# The records
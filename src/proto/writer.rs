//! Response writer (C3): status line, header, and body serialization with
//! framing derivation, per `spec.md` §4.3.

use bytes::Bytes;

use crate::ai::{HeaderList, HttpVersion};
use crate::common::date;
use crate::error::{Error, Protocol};

pub(crate) const SERVER_TOKEN: &str = concat!("uvicore/", env!("CARGO_PKG_VERSION"));

#[derive(Debug, Clone, Copy)]
enum FramingKind {
    ContentLength(u64),
    Chunked,
}

enum EncoderState {
    AwaitingStart,
    /// Headers line(s) built except the still-undecided framing header and
    /// the terminating blank line, per `spec.md` §4.3's second/third rule.
    Deferred { prefix: Vec<u8> },
    Framed { framing: FramingKind, written: u64 },
    Done,
}

/// Per-cycle response encoder driving status/header/body serialization.
pub(crate) struct ResponseEncoder {
    state: EncoderState,
}

/// Outcome of handing a `ResponseStart` to the encoder: either the full
/// head is ready to write immediately (framing was explicit), or nothing is
/// written yet pending the first body call.
pub(crate) enum StartOutcome {
    Ready(Vec<u8>),
    Deferred,
}

impl ResponseEncoder {
    pub(crate) fn new() -> Self {
        Self {
            state: EncoderState::AwaitingStart,
        }
    }

    /// Handles `http.response.start`. `keep_alive` is updated in place if
    /// the application (or protocol version) forces connection closure.
    pub(crate) fn start(
        &mut self,
        status: u16,
        headers: &HeaderList,
        version: HttpVersion,
        keep_alive: &mut bool,
    ) -> Result<StartOutcome, Error> {
        if !matches!(self.state, EncoderState::AwaitingStart) {
            return Err(Error::new_protocol(Protocol::StartAfterStart));
        }

        let mut content_length: Option<u64> = None;
        let mut saw_transfer_encoding = false;
        let mut saw_connection = false;

        for (name, value) in headers {
            match name.as_ref() {
                b"content-length" => {
                    let s = std::str::from_utf8(value)
                        .map_err(|_| Error::new_parse(crate::error::Parse::ContentLengthInvalid))?;
                    content_length = Some(s.trim().parse().map_err(|_| {
                        Error::new_parse(crate::error::Parse::ContentLengthInvalid)
                    })?);
                }
                b"transfer-encoding" => saw_transfer_encoding = true,
                b"connection" => {
                    saw_connection = true;
                    if value.eq_ignore_ascii_case(b"close") {
                        *keep_alive = false;
                    }
                }
                _ => {}
            }
        }
        let _ = saw_transfer_encoding;

        let mut prefix = Vec::with_capacity(256);
        let reason = reason_phrase(status);
        prefix.extend_from_slice(
            format!("HTTP/{} {status} {reason}\r\n", version.as_str()).as_bytes(),
        );
        prefix.extend_from_slice(format!("server: {SERVER_TOKEN}\r\n").as_bytes());
        prefix.extend_from_slice(b"date: ");
        date::extend(&mut prefix);
        prefix.extend_from_slice(b"\r\n");

        for (name, value) in headers {
            if name.as_ref() == b"content-length" || name.as_ref() == b"transfer-encoding" {
                continue;
            }
            prefix.extend_from_slice(name);
            prefix.extend_from_slice(b": ");
            prefix.extend_from_slice(value);
            prefix.extend_from_slice(b"\r\n");
        }
        if !saw_connection && !*keep_alive {
            prefix.extend_from_slice(b"connection: close\r\n");
        }

        if let Some(n) = content_length {
            prefix.extend_from_slice(format!("content-length: {n}\r\n").as_bytes());
            prefix.extend_from_slice(b"\r\n");
            self.state = EncoderState::Framed {
                framing: FramingKind::ContentLength(n),
                written: 0,
            };
            Ok(StartOutcome::Ready(prefix))
        } else {
            self.state = EncoderState::Deferred { prefix };
            Ok(StartOutcome::Deferred)
        }
    }

    /// Handles one `http.response.body` call, returning the bytes to write.
    pub(crate) fn body(&mut self, body: Bytes, more_body: bool) -> Result<Vec<u8>, Error> {
        match std::mem::replace(&mut self.state, EncoderState::Done) {
            EncoderState::AwaitingStart => Err(Error::new_protocol(Protocol::BodyBeforeStart)),
            EncoderState::Done => Err(Error::new_protocol(Protocol::BodyAfterComplete)),
            EncoderState::Deferred { mut prefix } => {
                let framing = if more_body {
                    prefix.extend_from_slice(b"transfer-encoding: chunked\r\n\r\n");
                    FramingKind::Chunked
                } else {
                    prefix.extend_from_slice(format!("content-length: {}\r\n\r\n", body.len()).as_bytes());
                    FramingKind::ContentLength(body.len() as u64)
                };
                let mut out = prefix;
                encode_body(&mut out, &framing, &body, more_body)?;
                self.state = if more_body {
                    EncoderState::Framed { framing, written: body.len() as u64 }
                } else {
                    EncoderState::Done
                };
                Ok(out)
            }
            EncoderState::Framed { framing, written } => {
                let mut out = Vec::with_capacity(body.len() + 16);
                let new_written = written + body.len() as u64;
                if let FramingKind::ContentLength(n) = framing {
                    if new_written > n {
                        return Err(Error::new_protocol(Protocol::BodyOverflow));
                    }
                }
                encode_body(&mut out, &framing, &body, more_body)?;
                self.state = if more_body {
                    EncoderState::Framed { framing, written: new_written }
                } else {
                    EncoderState::Done
                };
                Ok(out)
            }
        }
    }

    pub(crate) fn is_done(&self) -> bool {
        matches!(self.state, EncoderState::Done)
    }

    pub(crate) fn is_awaiting_start(&self) -> bool {
        matches!(self.state, EncoderState::AwaitingStart)
    }
}

fn encode_body(out: &mut Vec<u8>, framing: &FramingKind, body: &Bytes, more_body: bool) -> Result<(), Error> {
    match framing {
        FramingKind::ContentLength(_) => {
            out.extend_from_slice(body);
        }
        FramingKind::Chunked => {
            if !body.is_empty() {
                out.extend_from_slice(format!("{:x}\r\n", body.len()).as_bytes());
                out.extend_from_slice(body);
                out.extend_from_slice(b"\r\n");
            }
            if !more_body {
                out.extend_from_slice(b"0\r\n\r\n");
            }
        }
    }
    Ok(())
}

/// Serializes a complete auto-generated response (400/431/500/503), per
/// `spec.md` §9 Open Questions: `content-type: text/plain; charset=utf-8`,
/// `connection: close`, and a `content-length` matching the body bytes.
pub(crate) fn simple_response(status: u16, body: &str) -> Vec<u8> {
    let reason = reason_phrase(status);
    let mut out = Vec::with_capacity(128 + body.len());
    out.extend_from_slice(format!("HTTP/1.1 {status} {reason}\r\n").as_bytes());
    out.extend_from_slice(format!("server: {SERVER_TOKEN}\r\n").as_bytes());
    out.extend_from_slice(b"date: ");
    date::extend(&mut out);
    out.extend_from_slice(b"\r\n");
    out.extend_from_slice(b"content-type: text/plain; charset=utf-8\r\n");
    out.extend_from_slice(b"connection: close\r\n");
    out.extend_from_slice(format!("content-length: {}\r\n\r\n", body.len()).as_bytes());
    out.extend_from_slice(body.as_bytes());
    out
}

/// The `100 Continue` interim response (`spec.md` §4.5, B4).
pub(crate) fn continue_response() -> &'static [u8] {
    b"HTTP/1.1 100 Continue\r\n\r\n"
}

fn reason_phrase(status: u16) -> &'static str {
    match status {
        100 => "Continue",
        101 => "Switching Protocols",
        200 => "OK",
        201 => "Created",
        202 => "Accepted",
        204 => "No Content",
        206 => "Partial Content",
        301 => "Moved Permanently",
        302 => "Found",
        303 => "See Other",
        304 => "Not Modified",
        307 => "Temporary Redirect",
        308 => "Permanent Redirect",
        400 => "Bad Request",
        401 => "Unauthorized",
        403 => "Forbidden",
        404 => "Not Found",
        405 => "Method Not Allowed",
        408 => "Request Timeout",
        409 => "Conflict",
        410 => "Gone",
        411 => "Length Required",
        413 => "Payload Too Large",
        414 => "URI Too Long",
        415 => "Unsupported Media Type",
        426 => "Upgrade Required",
        431 => "Request Header Fields Too Large",
        500 => "Internal Server Error",
        501 => "Not Implemented",
        502 => "Bad Gateway",
        503 => "Service Unavailable",
        504 => "Gateway Timeout",
        _ => "Unknown Status",
    }
}

#[cfg(test)]
mod tests {
    use super::*;

    #[test]
    fn content_length_response_start_to_finish() {
        let mut enc = ResponseEncoder::new();
        let mut ka = true;
        let headers = HeaderList::new();
        let out = match enc.start(200, &headers, HttpVersion::Http11, &mut ka).unwrap() {
            StartOutcome::Ready(bytes) => bytes,
            StartOutcome::Deferred => panic!("expected ready when no body sent yet"),
        };
        assert!(String::from_utf8_lossy(&out).contains("HTTP/1.1 200 OK"));
    }

    #[test]
    fn single_final_chunk_gets_content_length() {
        let mut enc = ResponseEncoder::new();
        let mut ka = true;
        let headers = HeaderList::new();
        assert!(matches!(
            enc.start(200, &headers, HttpVersion::Http11, &mut ka).unwrap(),
            StartOutcome::Deferred
        ));
        let out = enc.body(Bytes::from_static(b"Hello"), false).unwrap();
        let s = String::from_utf8_lossy(&out);
        assert!(s.contains("content-length: 5"));
        assert!(s.ends_with("Hello"));
        assert!(enc.is_done());
    }

    #[test]
    fn multi_chunk_response_is_chunked() {
        let mut enc = ResponseEncoder::new();
        let mut ka = true;
        let headers = HeaderList::new();
        assert!(matches!(
            enc.start(200, &headers, HttpVersion::Http11, &mut ka).unwrap(),
            StartOutcome::Deferred
        ));
        let first = enc.body(Bytes::from_static(b"ab"), true).unwrap();
        assert!(String::from_utf8_lossy(&first).contains("transfer-encoding: chunked"));
        assert!(String::from_utf8_lossy(&first).contains("2\r\nab\r\n"));
        let second = enc.body(Bytes::from_static(b"cd"), false).unwrap();
        assert_eq!(second, b"2\r\ncd\r\n0\r\n\r\n");
        assert!(enc.is_done());
    }

    #[test]
    fn explicit_content_length_overflow_aborts() {
        let mut enc = ResponseEncoder::new();
        let mut ka = true;
        let headers: HeaderList = vec![(Bytes::from_static(b"content-length"), Bytes::from_static(b"2"))];
        let _ = enc.start(200, &headers, HttpVersion::Http11, &mut ka).unwrap();
        assert!(enc.body(Bytes::from_static(b"abc"), false).is_err());
    }

    #[test]
    fn connection_close_header_clears_keep_alive() {
        let mut enc = ResponseEncoder::new();
        let mut ka = true;
        let headers: HeaderList = vec![(Bytes::from_static(b"connection"), Bytes::from_static(b"close"))];
        let _ = enc.start(200, &headers, HttpVersion::Http11, &mut ka).unwrap();
        assert!(!ka);
    }
}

# Aim of the task
Go through the records above and return each line in which the word "Some" occurs.

# Exercise solution
                    content_length = Some(s.trim().parse().map_err(|_| {
        if let Some(n) = content_length {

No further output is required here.